Forum Iulii, Then and Now
Fréjus was founded as Forum Iulii — Julius Caesar's market town, later expanded under Augustus into a significant naval base and colonial city. The theatre itself was built during the first century of the common era, positioned in the north-eastern quarter of the city, close to what was then the Porte de Rome. Its plan follows the classical Greco-Roman model: a hemicycle of tiered seating fanning outward to face the stage, with a solid rear wall — the scaenae frons — that once carried sculpted decoration and provided a monumental backdrop for the actors.
What survives today is more than a ruin in the conventional sense. The standing remains are substantial enough to make the building's overall structure legible — you can read the logic of the space, follow the geometry of the seating banks, and begin to reconstruct in your mind the scale and ceremony of the original structure. This is not a site where imagination must do all the heavy lifting.

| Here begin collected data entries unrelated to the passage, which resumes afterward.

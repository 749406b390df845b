//! Outline tree service
//!
//! Turns outline text into a rendered diagram or a flat listing.

use std::path::Path;
use std::sync::Arc;

use tracing::{debug, instrument};

use crate::application::{ApplicationError, ApplicationResult, IoResultExt};
use crate::domain::{parse_input, render_tree, split_input, RenderConfig, TreeArena};
use crate::infrastructure::traits::FileSystem;

/// Parsed tree together with its rendered diagram.
#[derive(Debug)]
pub struct TreeOutput {
    pub tree: TreeArena,
    pub diagram: String,
}

/// Service for rendering outlines.
pub struct TreeService {
    fs: Arc<dyn FileSystem>,
}

impl TreeService {
    /// Create a new tree service.
    pub fn new(fs: Arc<dyn FileSystem>) -> Self {
        Self { fs }
    }

    /// Parse outline text and render it.
    #[instrument(level = "debug", skip(self, input))]
    pub fn render(&self, input: &str, config: &RenderConfig) -> TreeOutput {
        let tree = parse_input(input);
        debug!(
            "render: {} nodes, depth {}, {} leaves",
            tree.len(),
            tree.depth(),
            tree.leaf_nodes().len()
        );
        let diagram = render_tree(&tree, config);
        TreeOutput { tree, diagram }
    }

    /// Flat listing, one `<depth>\t<name>` row per non-blank line.
    pub fn flat_listing(&self, input: &str) -> String {
        split_input(input)
            .iter()
            .map(|entry| format!("{}\t{}", entry.indent_depth, entry.name))
            .collect::<Vec<_>>()
            .join("\n")
    }

    /// Read outline text from a file.
    pub fn read_input(&self, path: &Path) -> ApplicationResult<String> {
        debug!("read_input: {}", path.display());
        if !self.fs.exists(path) {
            return Err(ApplicationError::InputNotFound(path.to_path_buf()));
        }
        self.fs
            .read_to_string(path)
            .with_path_context("read outline", path)
    }

    /// Read a file and render its outline.
    pub fn render_file(&self, path: &Path, config: &RenderConfig) -> ApplicationResult<String> {
        let input = self.read_input(path)?;
        Ok(self.render(&input, config).diagram)
    }
}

'Les vestiges encore en élévation rendent lisible la structure globale du bâtiment et laissent imaginer les dimensions et le décor d'apparat de cet édifice monumental.'
The theatre takes its modern name from Philippe Léotard, the French actor and singer born in Fréjus in 1940, whose career ranged across film, theatre, and chanson. The dedication is fitting: a performing arts space named for a native son who spent his life in the service of exactly the arts it now hosts.
What to Expect on the Night
The programming at the Théâtre Philippe Léotard has historically favoured work with broad appeal — performances that draw together different disciplines rather than presenting any single form in isolation. The June 2026 dates continue this approach, with evenings that mix music, song, and dance. Specific acts and scheduling details are available through the city of Fréjus's cultural programme at ville-frejus.fr.

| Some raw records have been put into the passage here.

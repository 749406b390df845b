//! Errors from loading outlines and settings

use std::path::PathBuf;
use thiserror::Error;

use crate::domain::DomainError;

/// A bad charset, a missing or unreadable outline file, or a broken config layer.
#[derive(Error, Debug)]
pub enum ApplicationError {
    #[error("{0}")]
    Domain(#[from] DomainError),

    #[error("input file not found: {0}")]
    InputNotFound(PathBuf),

    #[error("config error: {message}")]
    Config { message: String },

    #[error("operation failed: {context}")]
    OperationFailed {
        context: String,
        #[source]
        source: Box<dyn std::error::Error + Send + Sync>,
    },
}

/// Result type for `TreeService` and settings loading.
pub type ApplicationResult<T> = Result<T, ApplicationError>;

The experience of attending is shaped as much by the setting as by whatever appears on stage. Ancient theatres impose their own dramaturgy. The semicircular cavea means that even in a large gathering, the sightlines are intimate; the acoustics, designed two millennia ago without electronic assistance, carry sound with a directness that modern venues rarely replicate. Arriving before the performance begins — while the sky above the stage wall is still pale blue and the stone is still holding the warmth of the afternoon — is not incidental to the evening. It is part of it.
For those combining the event with a wider visit, Fréjus rewards time. The old town holds one of the most complete ensembles of Roman infrastructure in France: an amphitheatre, aqueduct remains, the Lanterne d'Auguste at the edge of what was the harbour, and the archaeological museum. The Cathedral quarter, with its early Christian baptistery dating to the fifth century, adds another layer entirely. The Var coast — Sainte-Maxime visible across the gulf, the Massif de l'Estérel rising red to the west — provides the kind of backdrop that reminds you why people have been building cities on this shoreline for a very long time.
Two evenings in June, then, at a theatre that has been waiting almost two thousand years for the audience to return. The stones, at least, are patient.